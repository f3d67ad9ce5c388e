//! Color palette generator (GET /api/colors)

use axum::{
    extract::{rejection::QueryRejection, Query, State},
    response::Response,
};
use rand::Rng;
use serde::Serialize;
use serde_json::Value;

use crate::api::{policy::COLORS, respond, AppState, ClientIdentity};
use crate::cache::{current_timestamp_ms, time_bucket};
use crate::error::{ApiError, Result};
use crate::models::requests::{clamped_number, or_default};
use crate::models::ColorsQuery;
use crate::routes::query_params;

const MAX_COLORS: u32 = 20;

/// Palette families understood by the generator. Anything else is random.
#[derive(Debug, Clone, Copy, PartialEq, Eq)]
pub enum PaletteKind {
    Random,
    Warm,
    Cool,
    Pastel,
    Vibrant,
    Monochrome,
}

impl PaletteKind {
    pub fn parse(raw: &str) -> Self {
        match raw.to_ascii_lowercase().as_str() {
            "warm" => PaletteKind::Warm,
            "cool" => PaletteKind::Cool,
            "pastel" => PaletteKind::Pastel,
            "vibrant" => PaletteKind::Vibrant,
            "monochrome" => PaletteKind::Monochrome,
            _ => PaletteKind::Random,
        }
    }
}

#[derive(Debug, Clone, PartialEq, Serialize)]
pub struct Color {
    pub hex: String,
    pub rgb: String,
    pub hsl: String,
    pub name: &'static str,
}

#[derive(Debug, Clone, Serialize)]
pub struct Palette {
    #[serde(rename = "type")]
    pub kind: String,
    pub count: usize,
    pub format: String,
    pub colors: Vec<Color>,
    pub palette_url: String,
}

/// Handler for GET /api/colors
///
/// Palettes are cached per five-minute bucket, so repeated requests inside
/// a bucket see the same colors.
pub async fn colors_handler(
    State(state): State<AppState>,
    ClientIdentity(identity): ClientIdentity,
    query: std::result::Result<Query<ColorsQuery>, QueryRejection>,
) -> Response {
    let result = palette(&state, &identity, query).await;
    respond(&COLORS, &identity, result)
}

async fn palette(
    state: &AppState,
    identity: &str,
    query: std::result::Result<Query<ColorsQuery>, QueryRejection>,
) -> Result<Value> {
    state.check_rate(&COLORS, identity).await?;
    let query = query_params(query)?;

    let kind = or_default(&query.palette, "random").to_ascii_lowercase();
    let count = clamped_number(&query.count, "count", 5, 0, MAX_COLORS)?;
    let format = or_default(&query.format, "hex").to_string();

    let key = format!(
        "{kind}:{count}:{format}:{}",
        time_bucket(current_timestamp_ms(), COLORS.ttl_secs)
    );
    state
        .cached(&COLORS, &key, || async {
            let palette = generate_palette(&kind, count, &format);
            serde_json::to_value(palette)
                .map_err(|e| ApiError::internal("Color generation failed", e.to_string()))
        })
        .await
}

/// Builds a palette of `count` colors of the given family.
pub fn generate_palette(kind: &str, count: u32, format: &str) -> Palette {
    let family = PaletteKind::parse(kind);
    let mut rng = rand::thread_rng();

    let colors: Vec<Color> = (0..count.min(MAX_COLORS))
        .map(|_| {
            let (r, g, b) = random_rgb(&mut rng, family);
            describe(r, g, b)
        })
        .collect();

    let palette_url = format!(
        "https://coolors.co/{}",
        colors
            .iter()
            .map(|c| c.hex.trim_start_matches('#'))
            .collect::<Vec<_>>()
            .join("-")
    );

    Palette {
        kind: kind.to_string(),
        count: colors.len(),
        format: format.to_string(),
        colors,
        palette_url,
    }
}

fn random_rgb<R: Rng>(rng: &mut R, family: PaletteKind) -> (u8, u8, u8) {
    match family {
        PaletteKind::Random => (rng.gen(), rng.gen(), rng.gen()),
        PaletteKind::Warm => (
            rng.gen_range(156..=255),
            rng.gen_range(50..200),
            rng.gen_range(0..100),
        ),
        PaletteKind::Cool => (
            rng.gen_range(0..100),
            rng.gen_range(50..200),
            rng.gen_range(156..=255),
        ),
        PaletteKind::Pastel => (
            rng.gen_range(155..=254),
            rng.gen_range(155..=254),
            rng.gen_range(155..=254),
        ),
        PaletteKind::Vibrant => {
            const BASES: [(i16, i16, i16); 9] = [
                (255, 0, 0),
                (0, 255, 0),
                (0, 0, 255),
                (255, 255, 0),
                (255, 0, 255),
                (0, 255, 255),
                (255, 128, 0),
                (128, 255, 0),
                (0, 128, 255),
            ];
            let (r, g, b) = BASES[rng.gen_range(0..BASES.len())];
            let mut jitter = |c: i16| (c + rng.gen_range(-50..50)).clamp(0, 255) as u8;
            (jitter(r), jitter(g), jitter(b))
        }
        PaletteKind::Monochrome => {
            let gray = rng.gen();
            (gray, gray, gray)
        }
    }
}

/// Renders one color in hex, rgb and hsl notation.
pub fn describe(r: u8, g: u8, b: u8) -> Color {
    let hex = format!("#{r:02x}{g:02x}{b:02x}");
    Color {
        name: color_name(&hex),
        rgb: format!("rgb({r}, {g}, {b})"),
        hsl: rgb_to_hsl(r, g, b),
        hex,
    }
}

pub fn rgb_to_hsl(r: u8, g: u8, b: u8) -> String {
    let (r, g, b) = (r as f64 / 255.0, g as f64 / 255.0, b as f64 / 255.0);
    let max = r.max(g).max(b);
    let min = r.min(g).min(b);
    let l = (max + min) / 2.0;

    let (h, s) = if max == min {
        (0.0, 0.0)
    } else {
        let d = max - min;
        let s = if l > 0.5 {
            d / (2.0 - max - min)
        } else {
            d / (max + min)
        };
        let h = if max == r {
            (g - b) / d + if g < b { 6.0 } else { 0.0 }
        } else if max == g {
            (b - r) / d + 2.0
        } else {
            (r - g) / d + 4.0
        };
        (h / 6.0, s)
    };

    format!(
        "hsl({}, {}%, {}%)",
        (h * 360.0).round(),
        (s * 100.0).round(),
        (l * 100.0).round()
    )
}

fn color_name(hex: &str) -> &'static str {
    match hex.to_ascii_uppercase().as_str() {
        "#FF0000" => "Red",
        "#00FF00" => "Green",
        "#0000FF" => "Blue",
        "#FFFF00" => "Yellow",
        "#FF00FF" => "Magenta",
        "#00FFFF" => "Cyan",
        "#000000" => "Black",
        "#FFFFFF" => "White",
        "#808080" => "Gray",
        "#FFA500" => "Orange",
        "#800080" => "Purple",
        "#FFC0CB" => "Pink",
        _ => "Custom Color",
    }
}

--*--

● **What you will do**
Return each line above precisely as written.

● **Answer to this exercise**
repository f3d67ad9ce5c388e
//! Color palette generator (GET /api/colors)

use axum::{
    extract::{rejection::QueryRejection, Query, State},
    response::Response,
};
use rand::Rng;
use serde::Serialize;
use serde_json::Value;

use crate::api::{policy::COLORS, respond, AppState, ClientIdentity};
use crate::cache::{current_timestamp_ms, time_bucket};
use crate::error::{ApiError, Result};
use crate::models::requests::{clamped_number, or_default};
use crate::models::ColorsQuery;
use crate::routes::query_params;

const MAX_COLORS: u32 = 20;

/// Palette families understood by the generator. Anything else is random.
#[derive(Debug, Clone, Copy, PartialEq, Eq)]
pub enum PaletteKind {
    Random,
    Warm,
    Cool,
    Pastel,
    Vibrant,
    Monochrome,
}

impl PaletteKind {
    pub fn parse(raw: &str) -> Self {
        match raw.to_ascii_lowercase().as_str() {
            "warm" => PaletteKind::Warm,
            "cool" => PaletteKind::Cool,
            "pastel" => PaletteKind::Pastel,
            "vibrant" => PaletteKind::Vibrant,
            "monochrome" => PaletteKind::Monochrome,
            _ => PaletteKind::Random,
        }
    }
}

#[derive(Debug, Clone, PartialEq, Serialize)]
pub struct Color {
    pub hex: String,
    pub rgb: String,
    pub hsl: String,
    pub name: &'static str,
}

#[derive(Debug, Clone, Serialize)]
pub struct Palette {
    #[serde(rename = "type")]
    pub kind: String,
    pub count: usize,
    pub format: String,
    pub colors: Vec<Color>,
    pub palette_url: String,
}

/// Handler for GET /api/colors
///
/// Palettes are cached per five-minute bucket, so repeated requests inside
/// a bucket see the same colors.
pub async fn colors_handler(
    State(state): State<AppState>,
    ClientIdentity(identity): ClientIdentity,
    query: std::result::Result<Query<ColorsQuery>, QueryRejection>,
) -> Response {
    let result = palette(&state, &identity, query).await;
    respond(&COLORS, &identity, result)
}

async fn palette(
    state: &AppState,
    identity: &str,
    query: std::result::Result<Query<ColorsQuery>, QueryRejection>,
) -> Result<Value> {
    state.check_rate(&COLORS, identity).await?;
    let query = query_params(query)?;

    let kind = or_default(&query.palette, "random").to_ascii_lowercase();
    let count = clamped_number(&query.count, "count", 5, 0, MAX_COLORS)?;
    let format = or_default(&query.format, "hex").to_string();

    let key = format!(
        "{kind}:{count}:{format}:{}",
        time_bucket(current_timestamp_ms(), COLORS.ttl_secs)
    );
    state
        .cached(&COLORS, &key, || async {
            let palette = generate_palette(&kind, count, &format);
            serde_json::to_value(palette)
                .map_err(|e| ApiError::internal("Color generation failed", e.to_string()))
        })
        .await
}

/// Builds a palette of `count` colors of the given family.
pub fn generate_palette(kind: &str, count: u32, format: &str) -> Palette {
    let family = PaletteKind::parse(kind);
    let mut rng = rand::thread_rng();

    let colors: Vec<Color> = (0..count.min(MAX_COLORS))
        .map(|_| {
            let (r, g, b) = random_rgb(&mut rng, family);
            describe(r, g, b)
        })
        .collect();

    let palette_url = format!(
        "https://coolors.co/{}",
        colors
            .iter()
            .map(|c| c.hex.trim_start_matches('#'))
            .collect::<Vec<_>>()
            .join("-")
    );

    Palette {
        kind: kind.to_string(),
        count: colors.len(),
        format: format.to_string(),
        colors,
        palette_url,
    }
}

fn random_rgb<R: Rng>(rng: &mut R, family: PaletteKind) -> (u8, u8, u8) {
    match family {
        PaletteKind::Random => (rng.gen(), rng.gen(), rng.gen()),
        PaletteKind::Warm => (
            rng.gen_range(156..=255),
            rng.gen_range(50..200),
            rng.gen_range(0..100),
        ),
        PaletteKind::Cool => (
            rng.gen_range(0..100),
            rng.gen_range(50..200),
            rng.gen_range(156..=255),
        ),
        PaletteKind::Pastel => (
            rng.gen_range(155..=254),
            rng.gen_range(155..=254),
            rng.gen_range(155..=254),
        ),
        PaletteKind::Vibrant => {
            const BASES: [(i16, i16, i16); 9] = [
                (255, 0, 0),
                (0, 255, 0),
                (0, 0, 255),
                (255, 255, 0),
                (255, 0, 255),
                (0, 255, 255),
                (255, 128, 0),
                (128, 255, 0),
                (0, 128, 255),
            ];
            let (r, g, b) = BASES[rng.gen_range(0..BASES.len())];
            let mut jitter = |c: i16| (c + rng.gen_range(-50..50)).clamp(0, 255) as u8;
            (jitter(r), jitter(g), jitter(b))
        }
        PaletteKind::Monochrome => {
            let gray = rng.gen();
            (gray, gray, gray)
        }
    }
}

/// Renders one color in hex, rgb and hsl notation.
pub fn describe(r: u8, g: u8, b: u8) -> Color {
    let hex = format!("#{r:02x}{g:02x}{b:02x}");
    Color {
        name: color_name(&hex),
        rgb: format!("rgb({r}, {g}, {b})"),
        hsl: rgb_to_hsl(r, g, b),
        hex,
    }
}

pub fn rgb_to_hsl(r: u8, g: u8, b: u8) -> String {
    let (r, g, b) = (r as f64 / 255.0, g as f64 / 255.0, b as f64 / 255.0);
    let max = r.max(g).max(b);
    let min = r.min(g).min(b);
    let l = (max + min) / 2.0;

    let (h, s) = if max == min {
        (0.0, 0.0)
    } else {
        let d = max - min;
        let s = if l > 0.5 {
            d / (2.0 - max - min)
        } else {
            d / (max + min)
        };
        let h = if max == r {
            (g - b) / d + if g < b { 6.0 } else { 0.0 }
        } else if max == g {
            (b - r) / d + 2.0
        } else {
            (r - g) / d + 4.0
        };
        (h / 6.0, s)
    };

    format!(
        "hsl({}, {}%, {}%)",
        (h * 360.0).round(),
        (s * 100.0).round(),
        (l * 100.0).round()
    )
}

fn color_name(hex: &str) -> &'static str {
    match hex.to_ascii_uppercase().as_str() {
        "#FF0000" => "Red",
        "#00FF00" => "Green",
        "#0000FF" => "Blue",
        "#FFFF00" => "Yellow",
        "#FF00FF" => "Magenta",
        "#00FFFF" => "Cyan",
        "#000000" => "Black",
        "#FFFFFF" => "White",
        "#808080" => "Gray",
        "#FFA500" => "Orange",
        "#800080" => "Purple",
        "#FFC0CB" => "Pink",
        _ => "Custom Color",
    }
}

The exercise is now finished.